[PROVIDED DATA]

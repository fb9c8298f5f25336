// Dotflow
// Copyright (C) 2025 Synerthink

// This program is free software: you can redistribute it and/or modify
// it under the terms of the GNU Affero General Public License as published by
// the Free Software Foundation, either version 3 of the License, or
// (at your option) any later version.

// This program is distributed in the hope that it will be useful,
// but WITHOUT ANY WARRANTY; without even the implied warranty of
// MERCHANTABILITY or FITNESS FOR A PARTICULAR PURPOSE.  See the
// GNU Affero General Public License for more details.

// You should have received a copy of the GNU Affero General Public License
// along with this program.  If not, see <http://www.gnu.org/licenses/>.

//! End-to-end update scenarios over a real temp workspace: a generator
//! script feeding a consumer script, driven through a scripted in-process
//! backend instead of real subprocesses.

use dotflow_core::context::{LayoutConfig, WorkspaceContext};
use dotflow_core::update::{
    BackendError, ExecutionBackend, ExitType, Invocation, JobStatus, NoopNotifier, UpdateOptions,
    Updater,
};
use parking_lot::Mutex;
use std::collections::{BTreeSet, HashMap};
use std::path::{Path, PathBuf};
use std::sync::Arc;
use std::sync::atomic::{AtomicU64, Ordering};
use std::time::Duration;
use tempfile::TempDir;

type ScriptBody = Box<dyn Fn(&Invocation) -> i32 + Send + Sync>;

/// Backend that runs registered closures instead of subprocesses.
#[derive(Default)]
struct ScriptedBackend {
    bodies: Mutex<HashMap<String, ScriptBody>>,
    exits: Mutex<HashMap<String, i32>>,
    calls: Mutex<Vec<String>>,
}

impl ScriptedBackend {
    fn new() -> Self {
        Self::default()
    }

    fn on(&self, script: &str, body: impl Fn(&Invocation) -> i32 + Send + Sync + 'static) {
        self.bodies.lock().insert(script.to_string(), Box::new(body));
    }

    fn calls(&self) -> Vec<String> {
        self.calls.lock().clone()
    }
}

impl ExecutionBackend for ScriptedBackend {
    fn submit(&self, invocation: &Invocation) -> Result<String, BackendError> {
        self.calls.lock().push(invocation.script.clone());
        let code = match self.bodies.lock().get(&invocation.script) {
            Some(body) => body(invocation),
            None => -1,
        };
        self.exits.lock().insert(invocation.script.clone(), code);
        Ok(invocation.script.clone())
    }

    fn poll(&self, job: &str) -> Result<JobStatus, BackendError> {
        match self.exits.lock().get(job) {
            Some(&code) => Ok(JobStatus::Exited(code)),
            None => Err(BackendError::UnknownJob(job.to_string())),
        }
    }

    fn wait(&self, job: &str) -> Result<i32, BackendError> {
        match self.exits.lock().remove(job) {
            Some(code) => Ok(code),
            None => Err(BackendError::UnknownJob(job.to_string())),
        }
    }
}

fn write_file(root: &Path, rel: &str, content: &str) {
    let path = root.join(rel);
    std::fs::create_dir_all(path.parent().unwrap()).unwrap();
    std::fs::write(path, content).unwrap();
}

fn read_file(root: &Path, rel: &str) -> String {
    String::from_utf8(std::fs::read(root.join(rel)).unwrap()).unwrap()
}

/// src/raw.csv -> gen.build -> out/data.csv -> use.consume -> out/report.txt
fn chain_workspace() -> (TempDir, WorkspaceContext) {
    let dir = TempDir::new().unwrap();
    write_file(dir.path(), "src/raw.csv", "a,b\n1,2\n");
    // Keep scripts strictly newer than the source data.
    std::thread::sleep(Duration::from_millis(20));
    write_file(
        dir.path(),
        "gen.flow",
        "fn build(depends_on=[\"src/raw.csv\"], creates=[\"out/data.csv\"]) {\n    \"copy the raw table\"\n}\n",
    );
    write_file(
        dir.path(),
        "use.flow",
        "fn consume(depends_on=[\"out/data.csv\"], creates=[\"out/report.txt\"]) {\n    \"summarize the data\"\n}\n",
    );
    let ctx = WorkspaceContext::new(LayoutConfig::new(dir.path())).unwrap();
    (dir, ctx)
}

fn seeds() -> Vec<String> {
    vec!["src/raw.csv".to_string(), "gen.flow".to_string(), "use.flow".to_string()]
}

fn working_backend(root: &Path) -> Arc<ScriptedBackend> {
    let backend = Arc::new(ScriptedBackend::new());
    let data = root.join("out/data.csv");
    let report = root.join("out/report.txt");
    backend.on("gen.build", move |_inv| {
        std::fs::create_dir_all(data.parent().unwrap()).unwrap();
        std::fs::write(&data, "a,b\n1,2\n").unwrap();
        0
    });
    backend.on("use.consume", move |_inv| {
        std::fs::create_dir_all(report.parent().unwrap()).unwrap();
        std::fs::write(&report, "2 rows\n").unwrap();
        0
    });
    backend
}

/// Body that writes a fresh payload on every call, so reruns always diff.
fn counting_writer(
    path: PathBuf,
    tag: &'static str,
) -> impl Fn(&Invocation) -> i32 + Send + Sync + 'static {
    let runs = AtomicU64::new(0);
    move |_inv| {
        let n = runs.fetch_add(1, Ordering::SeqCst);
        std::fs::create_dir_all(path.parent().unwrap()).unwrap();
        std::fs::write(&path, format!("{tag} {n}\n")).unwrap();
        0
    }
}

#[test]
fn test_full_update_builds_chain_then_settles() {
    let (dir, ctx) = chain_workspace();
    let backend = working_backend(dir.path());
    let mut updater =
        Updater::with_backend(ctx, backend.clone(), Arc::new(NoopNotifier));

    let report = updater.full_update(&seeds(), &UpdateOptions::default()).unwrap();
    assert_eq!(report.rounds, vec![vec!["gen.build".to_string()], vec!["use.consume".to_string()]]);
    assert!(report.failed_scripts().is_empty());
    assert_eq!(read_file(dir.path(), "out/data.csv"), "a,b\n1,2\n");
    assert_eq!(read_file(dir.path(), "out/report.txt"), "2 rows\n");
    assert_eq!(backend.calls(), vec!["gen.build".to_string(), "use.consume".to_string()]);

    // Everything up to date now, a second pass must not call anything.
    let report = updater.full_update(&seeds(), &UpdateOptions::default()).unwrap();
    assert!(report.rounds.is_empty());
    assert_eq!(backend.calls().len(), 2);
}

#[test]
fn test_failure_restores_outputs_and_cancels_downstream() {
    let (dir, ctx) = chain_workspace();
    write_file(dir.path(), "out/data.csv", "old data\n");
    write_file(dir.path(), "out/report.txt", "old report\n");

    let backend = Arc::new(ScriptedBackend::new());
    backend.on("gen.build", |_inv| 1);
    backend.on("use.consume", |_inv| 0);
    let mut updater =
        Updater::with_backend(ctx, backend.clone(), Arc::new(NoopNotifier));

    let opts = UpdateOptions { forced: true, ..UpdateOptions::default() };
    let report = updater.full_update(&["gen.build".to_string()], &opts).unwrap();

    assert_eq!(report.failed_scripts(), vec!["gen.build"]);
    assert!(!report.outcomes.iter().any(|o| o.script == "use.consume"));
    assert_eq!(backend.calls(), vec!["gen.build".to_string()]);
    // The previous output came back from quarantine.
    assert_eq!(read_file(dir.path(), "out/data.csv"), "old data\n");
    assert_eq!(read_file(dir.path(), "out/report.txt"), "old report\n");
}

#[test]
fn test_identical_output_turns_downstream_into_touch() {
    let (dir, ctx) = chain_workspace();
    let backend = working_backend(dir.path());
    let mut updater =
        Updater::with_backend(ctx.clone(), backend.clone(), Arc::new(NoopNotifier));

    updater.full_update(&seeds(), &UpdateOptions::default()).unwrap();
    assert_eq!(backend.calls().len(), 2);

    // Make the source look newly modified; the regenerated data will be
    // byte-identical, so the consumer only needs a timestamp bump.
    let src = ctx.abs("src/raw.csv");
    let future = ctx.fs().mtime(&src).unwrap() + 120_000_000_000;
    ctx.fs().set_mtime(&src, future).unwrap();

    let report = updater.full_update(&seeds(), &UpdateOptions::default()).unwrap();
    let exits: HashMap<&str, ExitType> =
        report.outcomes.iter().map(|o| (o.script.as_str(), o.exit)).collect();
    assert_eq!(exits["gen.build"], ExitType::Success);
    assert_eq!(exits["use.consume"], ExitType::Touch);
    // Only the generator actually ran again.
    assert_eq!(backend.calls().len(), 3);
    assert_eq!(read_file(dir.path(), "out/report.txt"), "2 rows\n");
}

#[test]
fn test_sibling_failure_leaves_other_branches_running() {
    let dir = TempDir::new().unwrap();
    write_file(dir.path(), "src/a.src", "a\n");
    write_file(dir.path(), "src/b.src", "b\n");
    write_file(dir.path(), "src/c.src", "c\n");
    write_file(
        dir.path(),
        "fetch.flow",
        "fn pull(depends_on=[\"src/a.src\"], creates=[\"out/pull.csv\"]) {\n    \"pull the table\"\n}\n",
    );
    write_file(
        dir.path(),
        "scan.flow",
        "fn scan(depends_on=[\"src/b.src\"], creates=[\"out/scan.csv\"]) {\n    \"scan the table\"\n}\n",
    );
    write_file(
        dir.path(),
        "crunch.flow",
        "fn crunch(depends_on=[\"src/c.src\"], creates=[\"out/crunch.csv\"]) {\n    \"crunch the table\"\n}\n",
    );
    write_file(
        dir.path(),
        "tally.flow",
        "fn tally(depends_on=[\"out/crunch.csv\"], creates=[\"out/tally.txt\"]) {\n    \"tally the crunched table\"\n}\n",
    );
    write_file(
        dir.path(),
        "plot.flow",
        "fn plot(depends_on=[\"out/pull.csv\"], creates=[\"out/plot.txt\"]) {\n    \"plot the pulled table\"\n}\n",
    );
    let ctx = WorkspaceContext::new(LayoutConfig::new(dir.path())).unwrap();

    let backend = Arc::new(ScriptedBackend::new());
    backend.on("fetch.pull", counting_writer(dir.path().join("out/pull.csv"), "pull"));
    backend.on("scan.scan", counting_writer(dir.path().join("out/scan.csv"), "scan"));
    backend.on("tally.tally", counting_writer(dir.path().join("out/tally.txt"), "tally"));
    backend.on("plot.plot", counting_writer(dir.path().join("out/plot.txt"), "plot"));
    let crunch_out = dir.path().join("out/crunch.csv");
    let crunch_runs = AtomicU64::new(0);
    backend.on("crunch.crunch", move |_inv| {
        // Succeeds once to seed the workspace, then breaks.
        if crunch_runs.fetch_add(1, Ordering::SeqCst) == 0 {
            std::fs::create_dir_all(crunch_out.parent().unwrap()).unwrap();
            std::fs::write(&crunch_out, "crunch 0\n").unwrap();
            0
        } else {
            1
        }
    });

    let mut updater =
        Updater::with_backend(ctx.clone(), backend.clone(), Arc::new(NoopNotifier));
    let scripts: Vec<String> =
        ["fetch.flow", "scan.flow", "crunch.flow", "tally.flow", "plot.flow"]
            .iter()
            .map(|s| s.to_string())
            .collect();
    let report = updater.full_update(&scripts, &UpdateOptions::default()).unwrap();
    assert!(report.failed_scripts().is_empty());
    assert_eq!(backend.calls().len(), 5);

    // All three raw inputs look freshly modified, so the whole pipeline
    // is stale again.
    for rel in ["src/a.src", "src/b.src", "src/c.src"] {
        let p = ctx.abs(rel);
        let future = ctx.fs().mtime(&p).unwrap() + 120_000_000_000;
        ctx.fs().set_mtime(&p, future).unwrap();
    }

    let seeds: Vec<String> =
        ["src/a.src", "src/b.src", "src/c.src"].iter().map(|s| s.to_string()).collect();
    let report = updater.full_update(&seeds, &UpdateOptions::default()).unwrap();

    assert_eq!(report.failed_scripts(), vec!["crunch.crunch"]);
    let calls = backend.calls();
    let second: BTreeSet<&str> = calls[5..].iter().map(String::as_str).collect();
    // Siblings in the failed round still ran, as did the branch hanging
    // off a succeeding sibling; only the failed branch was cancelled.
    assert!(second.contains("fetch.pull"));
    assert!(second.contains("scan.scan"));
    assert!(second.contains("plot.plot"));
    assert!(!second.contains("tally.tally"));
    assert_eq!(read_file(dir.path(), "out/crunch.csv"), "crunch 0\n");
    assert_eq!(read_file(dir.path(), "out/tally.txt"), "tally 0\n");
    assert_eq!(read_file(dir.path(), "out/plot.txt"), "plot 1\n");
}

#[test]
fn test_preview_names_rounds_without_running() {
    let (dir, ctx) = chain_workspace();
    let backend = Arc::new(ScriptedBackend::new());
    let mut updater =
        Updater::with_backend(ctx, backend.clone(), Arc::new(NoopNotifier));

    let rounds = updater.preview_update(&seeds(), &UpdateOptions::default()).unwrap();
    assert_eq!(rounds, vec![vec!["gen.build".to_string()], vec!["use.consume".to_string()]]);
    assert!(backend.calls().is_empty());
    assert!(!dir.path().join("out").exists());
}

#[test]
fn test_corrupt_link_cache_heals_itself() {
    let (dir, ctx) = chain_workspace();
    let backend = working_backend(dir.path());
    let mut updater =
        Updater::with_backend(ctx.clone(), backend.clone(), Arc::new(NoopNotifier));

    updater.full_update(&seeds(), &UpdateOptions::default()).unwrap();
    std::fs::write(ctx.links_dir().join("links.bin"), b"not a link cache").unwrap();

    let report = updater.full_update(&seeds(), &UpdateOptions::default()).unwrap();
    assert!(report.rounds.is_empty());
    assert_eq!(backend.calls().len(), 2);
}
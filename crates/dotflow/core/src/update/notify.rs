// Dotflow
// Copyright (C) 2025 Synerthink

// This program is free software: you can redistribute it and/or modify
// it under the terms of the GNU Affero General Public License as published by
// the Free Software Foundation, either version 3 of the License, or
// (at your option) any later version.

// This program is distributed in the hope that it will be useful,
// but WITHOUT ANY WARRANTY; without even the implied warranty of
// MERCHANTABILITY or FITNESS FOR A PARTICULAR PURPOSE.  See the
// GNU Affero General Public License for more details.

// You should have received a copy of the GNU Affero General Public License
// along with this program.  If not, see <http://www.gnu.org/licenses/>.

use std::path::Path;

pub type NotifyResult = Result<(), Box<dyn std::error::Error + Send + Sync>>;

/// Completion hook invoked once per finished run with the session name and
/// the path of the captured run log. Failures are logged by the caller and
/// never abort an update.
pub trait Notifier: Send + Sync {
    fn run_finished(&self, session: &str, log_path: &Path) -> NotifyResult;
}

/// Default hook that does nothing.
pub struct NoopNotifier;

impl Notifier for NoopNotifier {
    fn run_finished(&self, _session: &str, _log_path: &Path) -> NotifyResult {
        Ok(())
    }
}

[/PROVIDED DATA]

ASSIGNED TASK:
Tell how many lines in the data hold the string "ScriptBody". Only the number is wanted.

ANSWER BOX:
2